The key elements in that agenda are, first, national leadership. The health service is not a loose collection of 500 trusts and 100 health authorities. It needs to be treated as one national service, with national strategic leadership from the centre. That must be parallelled by the same decisive leadership at local level. That is where the health improvement programmes, to be set by health authorities, embracing public health measures and improvements to healthcare service, are so important. They are to be underpinned by a duty of partnership among everyone within that local healthcare system.
The White Paper sets the foundation for much greater professional leadership from doctors and nurses in the organisations for which they work. What is important is that that leadership is to be provided within a much stronger concept of accountability. Primary care is to be given the lead role, again, fairly, and with due accountability to Parliament and the public. This new system will help to improve the quality of our health service. The development of national agencies such as the National Institute for Clinical Excellence or the Commission for Health Improvement, the concept of clinical governance within individual trusts, and the personal accountability of a chief executive of each trust
Above all, the White Paper lays the foundation for giving much greater support to our staff through training, development and better occupational health, in the stressful situations in which they often find themselves. That is not easy. The agenda is tough. There are issues relating to the willingness of doctors and nurses to accept the leadership role that they are being given; issues involving managerial capacity to handle such momentous changes; and issues about the pace of change. This is not a reorganisation for two years; it is a reorganisation for 10 years.
I sense in the NHS both optimism and acknowledgement that this is the right direction in which to go. Above all, I believe that it is the best possible answer to those who say that the NHS is unsustainable in the long term and argue that the impact of demography--the elderly population--new techniques and scientific advances are producing a wide gap between what the NHS would like to do and what it can afford to do. That way lies defeat. Its only end point is a retreat from providing a comprehensive service to providing a safety net service for the poor and needy. That must not happen; nor will it happen.

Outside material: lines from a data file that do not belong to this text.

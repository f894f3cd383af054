//! Runtime configuration, read from a TOML file with `SWAPKEY_*` environment
//! overrides.

use std::path::{Path, PathBuf};

use anyhow::Context as _;
use serde::Deserialize;
use swapkey_switch::SwitchPaths;

#[derive(Debug, Clone, Deserialize)]
pub struct Settings {
  /// Host application name; selects the platform default paths.
  #[serde(default = "default_app_name")]
  pub app_name:            String,
  pub state_db:            Option<PathBuf>,
  pub storage_json:        Option<PathBuf>,
  #[serde(default = "default_profiles_path")]
  pub profiles_path:       PathBuf,
  #[serde(default = "default_secrets_path")]
  pub secrets_path:        PathBuf,
  /// Program (plus arguments) that hands credentials to the running host.
  pub inject_command:      Option<Vec<String>>,
  pub logout_command:      Option<Vec<String>>,
  pub patch_command:       Option<Vec<String>>,
  pub reload_command:      Option<Vec<String>>,
  #[serde(default = "default_reload_delay_ms")]
  pub reload_delay_ms:     u64,
  #[serde(default = "default_retry_base_delay_ms")]
  pub retry_base_delay_ms: u64,
}

fn default_app_name() -> String { "Windsurf".to_owned() }

fn default_profiles_path() -> PathBuf { PathBuf::from("~/.config/swapkey/profiles.json") }

fn default_secrets_path() -> PathBuf { PathBuf::from("~/.config/swapkey/secrets.json") }

fn default_reload_delay_ms() -> u64 { 1500 }

fn default_retry_base_delay_ms() -> u64 { 100 }

impl Settings {
  pub fn load(path: &Path) -> anyhow::Result<Self> {
    let raw = config::Config::builder()
      .add_source(config::File::from(path.to_path_buf()).required(false))
      .add_source(config::Environment::with_prefix("SWAPKEY"))
      .build()
      .context("failed to read config file")?;

    let mut settings: Settings = raw
      .try_deserialize()
      .context("failed to deserialise Settings")?;

    settings.profiles_path = expand_tilde(&settings.profiles_path);
    settings.secrets_path = expand_tilde(&settings.secrets_path);
    settings.state_db = settings.state_db.as_deref().map(expand_tilde);
    settings.storage_json = settings.storage_json.as_deref().map(expand_tilde);
    Ok(settings)
  }

  /// Resolve host paths once; explicit settings win over platform defaults.
  pub fn paths(&self) -> anyhow::Result<SwitchPaths> {
    let paths = match SwitchPaths::resolve(&self.app_name) {
      Ok(paths) => paths.with_overrides(self.state_db.clone(), self.storage_json.clone()),
      Err(e) => match (&self.state_db, &self.storage_json) {
        (Some(db), Some(json)) => SwitchPaths::new(db, json),
        _ => return Err(e).context("set state_db and storage_json explicitly"),
      },
    };
    Ok(paths)
  }
}

/// Expand a leading `~` to the user's home directory.
pub fn expand_tilde(path: &Path) -> PathBuf {
  let s = path.to_string_lossy();
  if let Some(rest) = s.strip_prefix("~/")
    && let Ok(home) = std::env::var("HOME")
  {
    return PathBuf::from(home).join(rest);
  }
  path.to_path_buf()
}
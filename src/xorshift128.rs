use std::sync::OnceLock;
#[cfg(feature = "serde")] use serde::{Deserialize, Serialize};
use super::gf2::{LinearJump, LinearState};
use super::hex::HexState;

/// Marsaglia's xorshift128: 128-bit state, 32-bit output.
/// The state is a plain value; every method either returns a new state or updates in place.
#[cfg_attr(feature = "serde", derive(Serialize, Deserialize))]
#[derive(Clone, Copy, Debug, Default, Eq, PartialEq, Hash)]
pub struct XorShift128 {
    pub s0: u32,
    pub s1: u32,
    pub s2: u32,
    pub s3: u32,
}

impl XorShift128 {

    pub const fn new(s0: u32, s1: u32, s2: u32, s3: u32) -> Self {
        XorShift128 { s0, s1, s2, s3 }
    }

    /// Shared jump tables, built on first use.
    pub fn jumps() -> &'static LinearJump<XorShift128> {
        static JUMPS: OnceLock<LinearJump<XorShift128>> = OnceLock::new();
        JUMPS.get_or_init(|| LinearJump::new(XorShift128::next_state, XorShift128::prev_state))
    }

    /// Returns the following state.
    #[inline]
    pub fn next_state(self) -> Self {
        let t = self.s0 ^ (self.s0 << 11);
        let w = self.s3 ^ (self.s3 >> 19) ^ t ^ (t >> 8);
        XorShift128 { s0: self.s1, s1: self.s2, s2: self.s3, s3: w }
    }

    /// Returns the preceding state.
    #[inline]
    pub fn prev_state(self) -> Self {
        // Undo w = s3 ^ (s3 >> 19) ^ t ^ (t >> 8) and then t = s0 ^ (s0 << 11).
        let t = self.s3 ^ self.s2 ^ (self.s2 >> 19);
        let t = t ^ (t >> 8) ^ (t >> 16) ^ (t >> 24);
        let t = t ^ (t << 11) ^ (t << 22);
        XorShift128 { s0: t, s1: self.s0, s2: self.s1, s3: self.s2 }
    }

    /// Returns the state n steps ahead.
    pub fn next_state_by(self, n: u64) -> Self {
        Self::jumps().advance(self, n as u128)
    }

    /// Returns the state n steps back.
    pub fn prev_state_by(self, n: u64) -> Self {
        Self::jumps().back(self, n as u128)
    }

    #[inline]
    pub fn advance(&mut self) {
        *self = self.next_state();
    }

    #[inline]
    pub fn back(&mut self) {
        *self = self.prev_state();
    }

    pub fn advance_by(&mut self, n: u64) {
        *self = self.next_state_by(n);
    }

    pub fn back_by(&mut self, n: u64) {
        *self = self.prev_state_by(n);
    }

    /// Advances and returns the raw new word.
    #[inline]
    pub fn next_word(&mut self) -> u32 {
        self.advance();
        self.s3
    }

    /// Advances and returns the game draw: the new word reduced modulo 0xffffffff,
    /// then offset by 0x80000000 with wrapping.
    #[inline]
    pub fn get_rand(&mut self) -> u32 {
        (self.next_word() % 0xffff_ffff).wrapping_add(0x8000_0000)
    }

    #[inline]
    pub fn get_rand_mod(&mut self, m: u32) -> u32 {
        self.get_rand() % m
    }

    /// Advances and returns the low 23 bits of the raw word scaled to [0, 1].
    #[inline]
    pub fn get_rand_f(&mut self) -> f32 {
        (self.next_word() & 0x7f_ffff) as f32 / 8388607.0
    }

    /// Advances and returns r * min + (1 - r) * max with r from `get_rand_f`.
    #[inline]
    pub fn get_rand_f_range(&mut self, min: f32, max: f32) -> f32 {
        let r = self.get_rand_f();
        r * min + (1.0 - r) * max
    }
}

impl LinearState for XorShift128 {
    const BITS: usize = 128;

    #[inline]
    fn to_bits(self) -> u128 {
        self.s0 as u128 | (self.s1 as u128) << 32 | (self.s2 as u128) << 64 | (self.s3 as u128) << 96
    }

    #[inline]
    fn from_bits(bits: u128) -> Self {
        XorShift128 { s0: bits as u32, s1: (bits >> 32) as u32, s2: (bits >> 64) as u32, s3: (bits >> 96) as u32 }
    }
}

impl HexState for XorShift128 {
    const DIGITS: usize = 32;

    fn to_hex_value(&self) -> u128 {
        (self.s0 as u128) << 96 | (self.s1 as u128) << 64 | (self.s2 as u128) << 32 | self.s3 as u128
    }

    fn from_hex_value(value: u128) -> Self {
        XorShift128 { s0: (value >> 96) as u32, s1: (value >> 64) as u32, s2: (value >> 32) as u32, s3: value as u32 }
    }
}

use rand_core::{impls, Error, RngCore, SeedableRng};

impl RngCore for XorShift128 {
    fn next_u32(&mut self) -> u32 {
        self.next_word()
    }

    fn next_u64(&mut self) -> u64 {
        impls::next_u64_via_u32(self)
    }

    fn fill_bytes(&mut self, dest: &mut [u8]) {
        impls::fill_bytes_via_next(self, dest)
    }

    fn try_fill_bytes(&mut self, dest: &mut [u8]) -> Result<(), Error> {
        self.fill_bytes(dest);
        Ok(())
    }
}

impl SeedableRng for XorShift128 {
    type Seed = [u8; 16];

    /// Words s0 to s3, each little-endian. The all-zero state is a fixed point.
    fn from_seed(seed: Self::Seed) -> Self {
        XorShift128::from_bits(u128::from_le_bytes(seed))
    }
}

Life is not easy in the National Health Service; there are many pressures, difficult choices to be made and difficult priorities to be set. But what is new? We have faced those issues since 1948 and we have come through. I suggest that the history of the NHS is a signal for optimism about the future. Instead of fearing and retreating from the onward march of science and technology, let us welcome and embrace it. As Aneurin Bevan said, the service must always be changing, growing and improving.
There is an exciting, almost unlimited potential for the service in the future. Let us now plan the direction, development and resources to offer a world class service to the people of this country. In 1948, the NHS was born to banish fear and to provide a comprehensive service to our nation. It has done that and 50 years on our nation still wants its National Health Service. Let us now embrace change, new medicines and scientific advances. Let us embark with enthusiasm on providing better services and better results from treatment. Above all, let us remain true to the ideals of Aneurin Bevan and to all those who have supported, served and participated in our National Health Service. I beg to move for Papers.